There are a lot of reasons to prefer reproducible builds, and many of them are not security related... It seems a bit presumptuous to argue that noone needs reproducible builds because one particular security argument is flawed.
First, a non-flawed security argument: it only takes one non-malicious person to build a package from source and find that it doesn't match the distributed binary to spot a problem. Sure, if you don't compile the binaries yourself, you might not find out until later that a binary was compromised, but that's still better than never finding out. The reality is that most people don't want to spend time building all their packages from source...
More generally, reproducible builds make build artifacts a pure function of their inputs. There are countless reasons why this might be desirable.
- If a binary is lost, it can be rebuilt exactly as it was. You only need to ensure the source is preserved.
- If a particular version of the code is tested, and the binary is not a pure function of the code, then you haven't really tested the binary. Bugs could still be introduced that were not caught during testing because your build is non-deterministic.
- It provides a foundation for your entire OS image to be built deterministically.
- If you use a build cache, intermediate artifacts can be cached more easily, and use less space. For example, changing the code from A -> B -> A will result in two distinct artifacts instead of three.
If the new version is busted, I want to rebuild the same output only changing the compiler, or package manager, or one of the library upgrades, and see what happens.
If I can't reproduce last tuesday then how do I get back to Friday when shit wasn't on fire?
This also goes the other way too. Repeatability is daylight that removes our ability to delude ourselves that a new problem must be someone else's code.
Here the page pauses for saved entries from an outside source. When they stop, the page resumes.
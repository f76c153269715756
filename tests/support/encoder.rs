// Test-only LZVN encoder.
//
// Greedy single-candidate matcher that produces valid (not optimal) LZVN
// streams.  It deliberately uses every opcode form the decoder understands:
// small/medium/large distances, previous-distance replays, literals folded
// into match opcodes, and the small/large literal and match extensions.

#![allow(dead_code)]

use lzvn::block::types::{
    LARGE_LENGTH_BIAS, MAX_DISTANCE, MAX_LITERAL_LENGTH, MAX_MATCH_LENGTH,
    MIN_MATCH_LENGTH as MIN_MATCH,
};

const HASH_BITS: u32 = 14;

/// Largest match-field value (`length - 3`) usable in the 3-bit forms for a
/// given folded literal count; larger values collide with other opcodes.
const MAX_MATCH_FIELD: [usize; 4] = [7, 5, 3, 1];

fn hash3(bytes: &[u8]) -> usize {
    let v = (bytes[0] as u32) | (bytes[1] as u32) << 8 | (bytes[2] as u32) << 16;
    (v.wrapping_mul(2_654_435_761) >> (32 - HASH_BITS)) as usize
}

/// Emit literal-only opcodes for `lits`.
pub fn emit_literals(out: &mut Vec<u8>, mut lits: &[u8]) {
    while !lits.is_empty() {
        let n = lits.len().min(MAX_LITERAL_LENGTH);
        if n >= LARGE_LENGTH_BIAS {
            out.push(0xe0);
            out.push((n - LARGE_LENGTH_BIAS) as u8);
        } else {
            out.push(0xe0 | n as u8);
        }
        out.extend_from_slice(&lits[..n]);
        lits = &lits[n..];
    }
}

/// Emit match-only continuation opcodes (previous distance) for `length` bytes.
pub fn emit_match_tail(out: &mut Vec<u8>, mut length: usize) {
    while length > 0 {
        if length < LARGE_LENGTH_BIAS {
            out.push(0xf0 | length as u8);
            length = 0;
        } else {
            let n = length.min(MAX_MATCH_LENGTH);
            out.push(0xf0);
            out.push((n - LARGE_LENGTH_BIAS) as u8);
            length -= n;
        }
    }
}

/// Emit one match of `length >= 3` bytes at `distance`, folding up to three
/// pending literals into the opcode.
pub fn emit_match(
    out: &mut Vec<u8>,
    pending: &[u8],
    distance: usize,
    length: usize,
    last_distance: &mut Option<usize>,
) {
    assert!(length >= MIN_MATCH && (1..=MAX_DISTANCE).contains(&distance));

    let folded: &[u8] = if pending.len() <= 3 {
        pending
    } else {
        emit_literals(out, pending);
        &[]
    };
    let l = folded.len();

    let first = if *last_distance == Some(distance) && l >= 1 {
        let m = length.min(MIN_MATCH + MAX_MATCH_FIELD[l]);
        out.push(((l as u8) << 6) | (((m - MIN_MATCH) as u8) << 3) | 0x06);
        m
    } else if distance < 0x600 {
        let m = length.min(MIN_MATCH + MAX_MATCH_FIELD[l]);
        out.push(((l as u8) << 6) | (((m - MIN_MATCH) as u8) << 3) | (distance >> 8) as u8);
        out.push((distance & 0xff) as u8);
        m
    } else if distance < 0x4000 {
        let m = length.min(MIN_MATCH + 31);
        let field = (m - MIN_MATCH) as u8;
        out.push(0xa0 | ((l as u8) << 3) | (field >> 2));
        out.push((((distance & 0x3f) as u8) << 2) | (field & 0x03));
        out.push((distance >> 6) as u8);
        m
    } else {
        let m = length.min(MIN_MATCH + MAX_MATCH_FIELD[l]);
        out.push(((l as u8) << 6) | (((m - MIN_MATCH) as u8) << 3) | 0x07);
        out.extend_from_slice(&(distance as u16).to_le_bytes());
        m
    };
    out.extend_from_slice(folded);
    *last_distance = Some(distance);

    emit_match_tail(out, length - first);
}

/// Compress `src` into an LZVN stream terminated by an end-of-stream opcode.
pub fn encode(src: &[u8]) -> Vec<u8> {
    let mut out = Vec::with_capacity(src.len() + src.len() / 15 + 8);
    let mut table = vec![usize::MAX; 1 << HASH_BITS];
    let mut last_distance = None;
    let mut anchor = 0;
    let mut pos = 0;

    while pos + MIN_MATCH <= src.len() {
        let h = hash3(&src[pos..]);
        let candidate = table[h];
        table[h] = pos;

        if candidate != usize::MAX && pos - candidate <= MAX_DISTANCE {
            let len = src[candidate..]
                .iter()
                .zip(&src[pos..])
                .take_while(|(a, b)| a == b)
                .count();
            if len >= MIN_MATCH {
                emit_match(&mut out, &src[anchor..pos], pos - candidate, len, &mut last_distance);
                pos += len;
                anchor = pos;
                continue;
            }
        }
        pos += 1;
    }

    emit_literals(&mut out, &src[anchor..]);
    out.push(0x06);
    out
}

/// Store `src` as literal runs of at most `piece` bytes each, so every
/// multiple of `piece` is an instruction boundary.
pub fn encode_literal_pieces(src: &[u8], piece: usize) -> Vec<u8> {
    let mut out = Vec::with_capacity(src.len() + src.len() / piece.max(1) + 2);
    for chunk in src.chunks(piece.max(1)) {
        emit_literals(&mut out, chunk);
    }
    out.push(0x06);
    out
}

/// Deterministic pseudo-random bytes (xorshift) for incompressible inputs.
pub fn noise(len: usize, mut seed: u64) -> Vec<u8> {
    (0..len)
        .map(|_| {
            seed ^= seed << 13;
            seed ^= seed >> 7;
            seed ^= seed << 17;
            (seed >> 24) as u8
        })
        .collect()
}

/// Text-like input with repeats at short, medium and long distances.
pub fn mixed_corpus(len: usize) -> Vec<u8> {
    let words: [&[u8]; 8] = [
        b"extent ", b"volume ", b"snapshot ", b"inode ", b"btree ", b"checkpoint ", b"lzvn ", b"\n",
    ];
    let mut out = Vec::with_capacity(len);
    let mut i = 0u64;
    let mut rnd = noise(len / 4 + 64, 0x9e37_79b9_7f4a_7c15);
    while out.len() < len {
        match i % 7 {
            0..=3 => out.extend_from_slice(words[(rnd[i as usize % rnd.len()] & 7) as usize]),
            4 => out.extend_from_slice(&rnd[..(rnd.len().min(48))]),
            5 => out.extend(std::iter::repeat(b'=').take(40)),
            _ => {
                rnd.rotate_left(3);
                out.extend_from_slice(&i.to_le_bytes());
            }
        }
        i += 1;
    }
    out.truncate(len);
    out
}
I don't want to police my coworkers. I just want to know that the infrastructure will hold my proverbial weight when I step on it, so I don't have to be afraid of side effects all day.
I want to know what I can trust them to do, and work to expand that envelope. If people break stuff, I eventually want them to be able to figure it out, reproduce it, and fix it all under their own steam, and [believe] that it's the right thing to do.
My automation strategy is a superset of a list I'm sure you've all heard already:
Make it documented
Make it work (automated)
Make it right (trustworthy)
Make it recommended
Make it easy (may include fast)
Make it mandatory
Make it an HR problem
About the time the tool is starting to get easy, you can start teasing people for not using it, but at some point it's expected behavior. More peer pressure from more sources. If they still like to cowboy, that speaks to trust, and they start getting delisted from new initiatives. If that still doesn't work (which, sadly, occasionally is the case), they are compartmentalized and shortlisted for the next reorg or layoff.
Reproducible builds make diagnosing performance regressions less horrible, because they are less likely to have been caused by random shuffling of code, and any random shuffling is reproducible when trying to bisect.
In critical infrastructure, it's often essential to provide customers with a single fix. If you can't reproduce the build that they have, then you can't do that.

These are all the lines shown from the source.